• **WHAT NEEDS TO BE DONE**
Beginning at the first line of the data, print each line exactly, stopping after the line that contains "anything changed. Flash".

• **SUPPLIED MATERIAL**
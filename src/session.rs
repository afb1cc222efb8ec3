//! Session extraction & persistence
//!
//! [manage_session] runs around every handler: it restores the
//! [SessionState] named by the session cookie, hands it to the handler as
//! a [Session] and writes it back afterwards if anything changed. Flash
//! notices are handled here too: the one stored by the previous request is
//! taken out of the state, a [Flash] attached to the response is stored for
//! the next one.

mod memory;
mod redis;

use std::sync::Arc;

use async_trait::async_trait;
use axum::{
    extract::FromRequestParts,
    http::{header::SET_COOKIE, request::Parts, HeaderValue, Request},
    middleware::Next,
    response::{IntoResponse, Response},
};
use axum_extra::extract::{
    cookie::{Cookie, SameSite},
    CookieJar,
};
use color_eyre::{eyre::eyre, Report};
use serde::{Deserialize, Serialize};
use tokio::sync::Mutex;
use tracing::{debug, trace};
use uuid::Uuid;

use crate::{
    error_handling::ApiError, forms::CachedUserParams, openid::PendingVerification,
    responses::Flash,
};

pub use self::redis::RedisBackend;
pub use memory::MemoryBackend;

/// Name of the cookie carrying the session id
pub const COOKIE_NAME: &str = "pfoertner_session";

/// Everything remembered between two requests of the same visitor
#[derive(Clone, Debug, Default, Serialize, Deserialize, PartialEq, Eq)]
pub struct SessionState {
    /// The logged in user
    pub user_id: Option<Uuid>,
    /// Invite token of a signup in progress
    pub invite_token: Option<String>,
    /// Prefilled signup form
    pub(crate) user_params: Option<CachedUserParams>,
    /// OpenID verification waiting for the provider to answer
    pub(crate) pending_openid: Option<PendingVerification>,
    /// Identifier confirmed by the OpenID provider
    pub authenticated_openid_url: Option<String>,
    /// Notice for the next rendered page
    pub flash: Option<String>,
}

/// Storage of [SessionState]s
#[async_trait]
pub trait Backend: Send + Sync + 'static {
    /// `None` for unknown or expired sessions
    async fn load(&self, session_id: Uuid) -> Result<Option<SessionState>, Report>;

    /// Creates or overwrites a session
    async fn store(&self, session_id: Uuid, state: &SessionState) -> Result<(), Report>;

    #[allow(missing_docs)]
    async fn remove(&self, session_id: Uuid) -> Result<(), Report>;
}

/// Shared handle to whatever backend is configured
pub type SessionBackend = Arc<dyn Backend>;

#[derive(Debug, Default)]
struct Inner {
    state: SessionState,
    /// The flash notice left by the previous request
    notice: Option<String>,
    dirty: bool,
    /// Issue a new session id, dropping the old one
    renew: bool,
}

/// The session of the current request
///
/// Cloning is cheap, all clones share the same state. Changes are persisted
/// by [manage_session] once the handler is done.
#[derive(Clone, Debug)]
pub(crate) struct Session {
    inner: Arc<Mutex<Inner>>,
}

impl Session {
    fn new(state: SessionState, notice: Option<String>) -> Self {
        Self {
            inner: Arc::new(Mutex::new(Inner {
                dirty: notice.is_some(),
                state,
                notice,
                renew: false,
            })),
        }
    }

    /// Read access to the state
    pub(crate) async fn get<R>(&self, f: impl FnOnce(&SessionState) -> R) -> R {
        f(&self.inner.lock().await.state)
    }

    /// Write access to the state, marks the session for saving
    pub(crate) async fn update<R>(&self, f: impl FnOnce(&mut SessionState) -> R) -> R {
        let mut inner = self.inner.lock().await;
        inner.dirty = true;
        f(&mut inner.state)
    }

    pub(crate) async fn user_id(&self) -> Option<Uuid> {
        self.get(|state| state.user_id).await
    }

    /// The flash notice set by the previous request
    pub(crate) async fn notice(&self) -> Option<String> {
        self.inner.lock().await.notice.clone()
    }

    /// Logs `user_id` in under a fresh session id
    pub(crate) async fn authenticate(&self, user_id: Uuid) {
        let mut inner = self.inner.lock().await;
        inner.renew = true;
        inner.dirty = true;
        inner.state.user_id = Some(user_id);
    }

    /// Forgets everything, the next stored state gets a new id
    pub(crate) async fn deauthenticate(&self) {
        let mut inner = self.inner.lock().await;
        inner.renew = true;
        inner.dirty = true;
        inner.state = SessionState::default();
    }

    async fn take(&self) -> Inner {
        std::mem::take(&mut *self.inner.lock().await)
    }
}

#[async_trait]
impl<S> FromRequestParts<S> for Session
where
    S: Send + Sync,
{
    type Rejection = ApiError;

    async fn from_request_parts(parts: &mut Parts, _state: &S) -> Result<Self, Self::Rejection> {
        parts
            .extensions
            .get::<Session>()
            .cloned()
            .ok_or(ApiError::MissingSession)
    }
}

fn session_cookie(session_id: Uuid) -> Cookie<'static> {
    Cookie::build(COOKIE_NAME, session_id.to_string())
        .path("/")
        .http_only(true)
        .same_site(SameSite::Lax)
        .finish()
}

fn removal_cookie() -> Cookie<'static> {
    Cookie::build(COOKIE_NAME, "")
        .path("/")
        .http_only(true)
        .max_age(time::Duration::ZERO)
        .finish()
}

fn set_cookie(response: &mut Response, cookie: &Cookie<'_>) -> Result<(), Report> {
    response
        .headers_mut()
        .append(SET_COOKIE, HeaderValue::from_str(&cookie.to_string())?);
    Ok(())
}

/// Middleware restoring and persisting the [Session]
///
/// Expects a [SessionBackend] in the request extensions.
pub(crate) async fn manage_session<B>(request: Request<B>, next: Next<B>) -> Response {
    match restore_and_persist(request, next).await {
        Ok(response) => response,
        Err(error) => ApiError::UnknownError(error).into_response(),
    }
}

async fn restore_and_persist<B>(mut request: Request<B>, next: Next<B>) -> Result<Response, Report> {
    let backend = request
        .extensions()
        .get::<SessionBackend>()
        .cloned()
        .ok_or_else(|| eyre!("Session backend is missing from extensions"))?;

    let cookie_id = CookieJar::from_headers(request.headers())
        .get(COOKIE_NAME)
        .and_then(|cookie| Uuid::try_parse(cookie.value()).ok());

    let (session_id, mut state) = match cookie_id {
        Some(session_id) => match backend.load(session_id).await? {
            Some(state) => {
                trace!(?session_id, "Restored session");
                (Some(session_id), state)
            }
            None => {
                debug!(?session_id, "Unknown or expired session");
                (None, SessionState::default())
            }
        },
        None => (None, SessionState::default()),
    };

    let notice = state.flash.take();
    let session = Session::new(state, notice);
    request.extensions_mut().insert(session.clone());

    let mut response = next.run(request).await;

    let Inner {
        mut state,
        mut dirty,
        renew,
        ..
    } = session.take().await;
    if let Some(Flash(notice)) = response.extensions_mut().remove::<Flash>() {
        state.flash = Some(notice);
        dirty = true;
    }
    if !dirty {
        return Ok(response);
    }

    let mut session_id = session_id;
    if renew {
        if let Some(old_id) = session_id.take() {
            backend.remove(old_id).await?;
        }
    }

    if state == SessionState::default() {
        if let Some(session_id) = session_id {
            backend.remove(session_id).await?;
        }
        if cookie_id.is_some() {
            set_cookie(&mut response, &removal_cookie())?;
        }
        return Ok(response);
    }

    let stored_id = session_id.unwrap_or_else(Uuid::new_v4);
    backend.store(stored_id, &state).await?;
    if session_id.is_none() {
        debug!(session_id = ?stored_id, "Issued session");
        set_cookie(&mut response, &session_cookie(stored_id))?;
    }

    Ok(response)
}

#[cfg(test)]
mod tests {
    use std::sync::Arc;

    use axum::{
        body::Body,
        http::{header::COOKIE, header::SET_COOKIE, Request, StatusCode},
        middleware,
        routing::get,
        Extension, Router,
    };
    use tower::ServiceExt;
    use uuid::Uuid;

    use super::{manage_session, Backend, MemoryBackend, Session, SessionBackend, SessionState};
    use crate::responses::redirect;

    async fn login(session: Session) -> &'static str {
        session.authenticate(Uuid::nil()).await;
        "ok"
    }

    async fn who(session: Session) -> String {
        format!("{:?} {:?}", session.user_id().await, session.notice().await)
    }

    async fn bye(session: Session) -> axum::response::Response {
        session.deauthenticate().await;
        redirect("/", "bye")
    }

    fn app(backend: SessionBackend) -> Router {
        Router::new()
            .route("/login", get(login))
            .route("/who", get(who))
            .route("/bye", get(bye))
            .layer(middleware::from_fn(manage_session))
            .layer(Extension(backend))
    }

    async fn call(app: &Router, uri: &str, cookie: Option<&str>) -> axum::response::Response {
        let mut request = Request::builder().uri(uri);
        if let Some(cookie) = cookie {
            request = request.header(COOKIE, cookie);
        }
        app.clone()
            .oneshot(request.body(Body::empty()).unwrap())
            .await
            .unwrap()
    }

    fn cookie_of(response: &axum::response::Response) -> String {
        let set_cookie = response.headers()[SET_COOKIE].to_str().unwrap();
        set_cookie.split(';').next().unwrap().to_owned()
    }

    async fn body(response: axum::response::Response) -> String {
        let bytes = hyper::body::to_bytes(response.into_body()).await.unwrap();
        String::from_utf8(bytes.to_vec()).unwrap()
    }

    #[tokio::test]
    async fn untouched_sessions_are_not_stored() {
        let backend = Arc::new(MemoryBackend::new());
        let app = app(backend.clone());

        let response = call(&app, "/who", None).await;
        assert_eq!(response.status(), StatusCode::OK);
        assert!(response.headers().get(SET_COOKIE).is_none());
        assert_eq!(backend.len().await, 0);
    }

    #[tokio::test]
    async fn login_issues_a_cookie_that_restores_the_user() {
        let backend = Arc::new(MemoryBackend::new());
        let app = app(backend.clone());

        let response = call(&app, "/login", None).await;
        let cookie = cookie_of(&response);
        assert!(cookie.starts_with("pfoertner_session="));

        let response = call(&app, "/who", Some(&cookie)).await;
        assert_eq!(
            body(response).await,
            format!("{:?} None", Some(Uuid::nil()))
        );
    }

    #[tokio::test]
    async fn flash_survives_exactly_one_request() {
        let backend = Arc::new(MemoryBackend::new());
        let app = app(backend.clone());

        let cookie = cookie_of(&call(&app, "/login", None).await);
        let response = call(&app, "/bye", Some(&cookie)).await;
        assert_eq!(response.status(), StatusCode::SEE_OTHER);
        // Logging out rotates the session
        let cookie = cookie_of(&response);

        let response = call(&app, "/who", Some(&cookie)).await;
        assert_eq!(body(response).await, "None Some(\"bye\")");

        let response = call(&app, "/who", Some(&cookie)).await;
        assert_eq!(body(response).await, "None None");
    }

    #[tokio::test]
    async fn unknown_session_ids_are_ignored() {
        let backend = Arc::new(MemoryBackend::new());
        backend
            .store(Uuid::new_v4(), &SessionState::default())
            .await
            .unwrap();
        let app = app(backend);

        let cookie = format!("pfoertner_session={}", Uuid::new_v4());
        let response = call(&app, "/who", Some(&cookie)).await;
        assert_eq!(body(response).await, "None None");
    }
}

• **EXERCISE RESPONSE**
filename src/session.rs
repository afb1cc222efb8ec3
//! Session extraction & persistence
//!
//! [manage_session] runs around every handler: it restores the
//! [SessionState] named by the session cookie, hands it to the handler as
//! a [Session] and writes it back afterwards if anything changed. Flash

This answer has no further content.